SPECviewperf 8 adds four new viewsets,
features that mirror application performance
LOS ANGELES, August 11, 2004 - SPEC/GPC's OpenGL Performance
Characterization (SPECopc) project group has released SPECviewperf
8, a major new version of its software that measures graphics
performance for systems running popular CAD/CAM, digital content
creation, and visualization applications.
Windows, Linux and Unix versions of SPECviewperf 8 can be downloaded
without charge on the SPEC/GPC web site (www.spec.org/gpc).
Testing results using the new benchmark are also available on
SPECviewperf 8 includes four new test files, called viewsets,
based on CATIA, SolidWorks, Alias Maya and CEI EnSight application
software. The viewset based on the Lightscape application has
been updated to capture the current OpenGL command stream, and
the DX and DRV viewsets, whose workloads are not based on traces
of the actual applications, have been retired.
Closer to reality
Viewsets in SPECviewperf 8 come closer than ever before to mimicking
real-world application performance. All the viewsets are now derived
from traces of actual applications. The state changes and geometry
mixes that impact graphics application performance are reflected
in the viewset. This allows analysis of the graphics subsystem
performance without requiring licensed versions of the applications.
SPECviewperf 8 also offers new testing options. The benchmark
can now be run at higher resolutions than the standard specified
for the viewset, providing a wider range of comparisons for both
users and vendors reporting results on the SPEC/GPC web site.
As a preview of the benchmark's future direction, there is a new
test file that enables users to see how their systems perform
on a very large Unigraphics data set requiring more than one gigabyte
of system memory.
"SPECviewperf 8 represents major advances in three key areas,"
says Ian Williams, SPECopc chair. "It uses viewsets that
act more like actual applications, provides a broader range of
viewsets that represent a very large portion of the dominant applications
in the commercial 3D graphics market, and offers more options
for testing performance within different computing environments."
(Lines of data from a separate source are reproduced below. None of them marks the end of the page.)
//! Per-calendar local configuration.

use std::path::Path;

use serde::{Deserialize, Serialize};

use crate::error::{CalvergeError, CalvergeResult};

const CONFIG_DIR: &str = ".calverge";
const CONFIG_FILE: &str = "config.toml";
const DEFAULT_SOURCE: &str = "Local";

/// Configuration stored in each calendar's .calverge/config.toml
#[derive(Debug, Serialize, Deserialize, Default, Clone, PartialEq)]
pub struct CalendarConfig {
    /// Display title; the directory name when absent
    #[serde(default, skip_serializing_if = "Option::is_none")]
    pub name: Option<String>,

    #[serde(default)]
    pub read_only: bool,

    /// Title of the account the calendar belongs to
    #[serde(default, skip_serializing_if = "Option::is_none")]
    pub source: Option<String>,
}

impl CalendarConfig {
    /// Load config from .calverge/config.toml
    pub fn load(calendar_dir: &Path) -> CalvergeResult<Self> {
        let path = calendar_dir.join(CONFIG_DIR).join(CONFIG_FILE);

        if path.exists() {
            let content = std::fs::read_to_string(&path)?;
            toml::from_str(&content).map_err(|e| {
                CalvergeError::Config(format!("Invalid {}: {e}", path.display()))
            })
        } else {
            Ok(Self::default())
        }
    }

    /// Save config to .calverge/config.toml
    pub fn save(&self, calendar_dir: &Path) -> CalvergeResult<()> {
        let dir = calendar_dir.join(CONFIG_DIR);
        std::fs::create_dir_all(&dir)?;

        let content =
            toml::to_string_pretty(self).map_err(|e| CalvergeError::Config(e.to_string()))?;

        std::fs::write(dir.join(CONFIG_FILE), content)?;

        Ok(())
    }

    pub fn source_title(&self) -> &str {
        self.source.as_deref().unwrap_or(DEFAULT_SOURCE)
    }
}
use indicatif::{ProgressBar, ProgressStyle};

pub fn create_spinner(message: String) -> ProgressBar {
    let style = ProgressStyle::default_spinner()
        .tick_strings(&["-", "\\", "|", "/", ""])
        .template("{msg} {spinner}")
        .unwrap_or_else(|_| ProgressStyle::default_spinner());

    let spinner = ProgressBar::new_spinner();
    spinner.set_style(style);
    spinner.set_message(message);
    spinner.enable_steady_tick(std::time::Duration::from_millis(80));
    spinner
}
//! ICS file generation and parsing.
//!
//! This module handles reading and writing .ics files according to RFC 5545.

mod generate;
mod parse;

pub use generate::generate_ics;
pub use parse::parse_event;
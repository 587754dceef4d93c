//! Reconciliation of one source calendar into the target calendar.
//!
//! Each run is cleanup-then-copy: every future artifact previously created
//! from the source is removed, then every future source event is copied
//! again with a fresh provenance tag. Nothing is diffed, so a run never
//! leaves stale or duplicate artifacts behind, and running it twice gives the
//! same result.
//!
//! Only events starting at or after `now` are ever looked at. Per-event
//! failures are recorded and skipped; they never abort the run.

use std::fmt;

use chrono::{DateTime, Utc};

use crate::calendar::CalendarRef;
use crate::error::{CalvergeError, CalvergeResult};
use crate::event::{EventSnapshot, SyncedEventDraft};
use crate::provenance::{self, ProvenanceTag};
use crate::store::CalendarStore;
use crate::sync_config::{SyncConfiguration, SyncMode};
use crate::sync_window::SyncWindow;

/// Title of every event created in busy-only mode
pub const BUSY_TITLE: &str = "Busy";

#[derive(Debug, Clone, Copy, PartialEq, Eq)]
pub enum EventOperation {
    Save,
    Remove,
}

impl fmt::Display for EventOperation {
    fn fmt(&self, f: &mut fmt::Formatter) -> fmt::Result {
        match self {
            EventOperation::Save => write!(f, "save"),
            EventOperation::Remove => write!(f, "remove"),
        }
    }
}

/// A single event that could not be saved or removed.
#[derive(Debug, Clone, PartialEq, Eq)]
pub struct EventFailure {
    pub operation: EventOperation,
    pub title: String,
    pub reason: String,
}

impl fmt::Display for EventFailure {
    fn fmt(&self, f: &mut fmt::Formatter) -> fmt::Result {
        write!(
            f,
            "Failed to {} event '{}': {}",
            self.operation, self.title, self.reason
        )
    }
}
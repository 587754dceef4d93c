//! The future-only time window a sync run operates on.

use chrono::{DateTime, Months, Utc};

/// Length of the window, in calendar months
const SYNC_WINDOW_MONTHS: u32 = 12;

/// Half-open interval `[start, end)`.
#[derive(Debug, Clone, Copy, PartialEq, Eq)]
pub struct SyncWindow {
    pub start: DateTime<Utc>,
    pub end: DateTime<Utc>,
}

impl SyncWindow {
    /// `[now, now + 1 year)`
    pub fn starting_at(now: DateTime<Utc>) -> Self {
        let end = now
            .checked_add_months(Months::new(SYNC_WINDOW_MONTHS))
            .unwrap_or(now);

        SyncWindow { start: now, end }
    }

    pub fn contains(&self, instant: DateTime<Utc>) -> bool {
        instant >= self.start && instant < self.end
    }
}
New viewsets, bigger models and more geometry in SPECviewperf
8 have added to the size of the benchmark, which is 400 MB in
its compressed state and expands to 1.2 GB when installed. The
SPECopc group recommends that users run the benchmark on systems
that have more than 512 MB of RAM.
More new viewsets and features have been added to SPECviewperf
in the last two years than in any other period in the benchmark's
history. The rapid progress is a result of cooperation between
SPECopc and SPEC's Application Performance Characterization (SPECapc)
group, and among independent software vendors (ISVs), hardware
vendors, benchmark users and analysts. The ISVs have been especially
instrumental in expanding the viewsets offered in the benchmark.
"ISVs contribute the content we need to make this benchmark
realistic," says Williams. "They have provided a tremendous
service to the 3D graphics community. We especially thank SolidWorks,
CEI, Alias and CATIA Community for providing models and helping
with development of the new viewsets for this release."
The changes in SPECviewperf 8 are a clear indication of where
the SPECopc group is taking the benchmark, according to Williams.
Users can expect a greater breadth of applications to be covered
in the suite, increased realism in what can be captured and implemented
within the benchmark, and a greater variety of tests for large
and high-resolution data sets.
SPECviewperf measures the 3D rendering performance of systems
running under the OpenGL application programming interface (API).
The benchmark's viewsets represent a similar mix of graphics rendering
and manipulation found in actual applications. Current viewsets
represent graphics functionality in CATIA, Pro/ENGINEER, SolidWorks,
Unigraphics, 3ds max, Maya, EnSight and Lightscape applications.
SPECopc is a project group of the Graphics Performance Characterization
(GPC) Group, which in turn is part of the Standard Performance
Evaluation Corp. (SPEC). SPEC is a non-profit corporation formed
to establish, maintain and endorse a standardized set of relevant
benchmarks that can be applied to the newest generation of high-performance
computers. SPEC's membership includes computer hardware and software
vendors, and leading universities and research facilities worldwide.